▶ **Required action**
What you return must match the records exactly.

** Working data follows **

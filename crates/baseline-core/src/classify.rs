//! Retryability classification for collaborator errors.
//!
//! The error code decides first. Codes this module does not know fall back to
//! the HTTP-equivalent status: 429 and 5xx are retryable, any other status is
//! fatal, and an error with neither a known code nor a status is fatal.

use baseline_contracts::api::ApiError;

/// Whether a failed call may succeed if repeated.
#[derive(Debug, Clone, Copy, PartialEq, Eq)]
pub enum ErrorClass {
    /// Throttling, timeouts, eventual-consistency races.
    Retryable,
    /// Permission, validation and other permanent failures.
    Fatal,
}

const RETRYABLE_CODES: &[&str] = &[
    "Throttling",
    "ThrottlingException",
    "ThrottledException",
    "RequestLimitExceeded",
    "RequestThrottled",
    "RequestThrottledException",
    "TooManyRequestsException",
    "SlowDown",
    "RequestTimeout",
    "RequestTimeoutException",
    "ServiceUnavailable",
    "ServiceUnavailableException",
    "InternalError",
    "InternalFailure",
    "InternalServiceError",
    "InternalErrorException",
    "ConcurrentModificationException",
    "OperationAborted",
    "PriorRequestNotComplete",
    "InsufficientS3BucketPolicyException",
    "InsufficientDeliveryPolicyException",
    "ResourceInUseException",
];

const FATAL_CODES: &[&str] = &[
    "AccessDenied",
    "AccessDeniedException",
    "UnauthorizedOperation",
    "UnrecognizedClientException",
    "InvalidClientTokenId",
    "ExpiredToken",
    "ExpiredTokenException",
    "AuthFailure",
    "ValidationError",
    "ValidationException",
    "InvalidParameterValue",
    "InvalidParameterValueException",
    "InvalidParameterCombination",
    "InvalidParameterException",
    "InvalidInputException",
    "InvalidRequest",
    "InvalidRequestException",
    "MalformedPolicyDocument",
    "MalformedPolicyDocumentException",
    "MalformedXML",
    "LimitExceeded",
    "LimitExceededException",
    "EntityAlreadyExists",
    "BucketAlreadyExists",
    "BucketAlreadyOwnedByYou",
    "TrailAlreadyExistsException",
    "DuplicateRecordException",
    "NoSuchEntity",
    "NotFoundException",
];

/// Classify a collaborator error for retry purposes.
pub fn classify(err: &ApiError) -> ErrorClass {
    let code = err.code.as_str();
    if RETRYABLE_CODES.contains(&code) {
        return ErrorClass::Retryable;
    }
    if FATAL_CODES.contains(&code) {
        return ErrorClass::Fatal;
    }
    match err.status {
        Some(429) => ErrorClass::Retryable,
        Some(s) if (500..600).contains(&s) => ErrorClass::Retryable,
        _ => ErrorClass::Fatal,
    }
}

pub fn is_retryable(err: &ApiError) -> bool {
    classify(err) == ErrorClass::Retryable
}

** End of Working data **

▶ **Written solution**
filename crates/baseline-core/src/classify.rs
//! Retryability classification for collaborator errors.
//!
//! The error code decides first. Codes this module does not know fall back to
//! the HTTP-equivalent status: 429 and 5xx are retryable, any other status is
//! fatal, and an error with neither a known code nor a status is fatal.

use baseline_contracts::api::ApiError;

/// Whether a failed call may succeed if repeated.
#[derive(Debug, Clone, Copy, PartialEq, Eq)]
pub enum ErrorClass {
    /// Throttling, timeouts, eventual-consistency races.
    Retryable,
    /// Permission, validation and other permanent failures.
    Fatal,
}

const RETRYABLE_CODES: &[&str] = &[
    "Throttling",
    "ThrottlingException",
    "ThrottledException",
    "RequestLimitExceeded",
    "RequestThrottled",
    "RequestThrottledException",
    "TooManyRequestsException",
    "SlowDown",
    "RequestTimeout",
    "RequestTimeoutException",
    "ServiceUnavailable",
    "ServiceUnavailableException",
    "InternalError",
    "InternalFailure",
    "InternalServiceError",
    "InternalErrorException",
    "ConcurrentModificationException",
    "OperationAborted",
    "PriorRequestNotComplete",
    "InsufficientS3BucketPolicyException",
    "InsufficientDeliveryPolicyException",
    "ResourceInUseException",
];

const FATAL_CODES: &[&str] = &[
    "AccessDenied",
    "AccessDeniedException",
    "UnauthorizedOperation",
    "UnrecognizedClientException",
    "InvalidClientTokenId",
    "ExpiredToken",
    "ExpiredTokenException",
    "AuthFailure",
    "ValidationError",
    "ValidationException",
    "InvalidParameterValue",
    "InvalidParameterValueException",
    "InvalidParameterCombination",
    "InvalidParameterException",
    "InvalidInputException",
    "InvalidRequest",
    "InvalidRequestException",
    "MalformedPolicyDocument",
    "MalformedPolicyDocumentException",
    "MalformedXML",
    "LimitExceeded",
    "LimitExceededException",
    "EntityAlreadyExists",
    "BucketAlreadyExists",
    "BucketAlreadyOwnedByYou",
    "TrailAlreadyExistsException",
    "DuplicateRecordException",
    "NoSuchEntity",
    "NotFoundException",
];

/// Classify a collaborator error for retry purposes.
pub fn classify(err: &ApiError) -> ErrorClass {
    let code = err.code.as_str();
    if RETRYABLE_CODES.contains(&code) {
        return ErrorClass::Retryable;
    }
    if FATAL_CODES.contains(&code) {
        return ErrorClass::Fatal;
    }
    match err.status {
        Some(429) => ErrorClass::Retryable,
        Some(s) if (500..600).contains(&s) => ErrorClass::Retryable,
        _ => ErrorClass::Fatal,
    }
}

pub fn is_retryable(err: &ApiError) -> bool {
    classify(err) == ErrorClass::Retryable
}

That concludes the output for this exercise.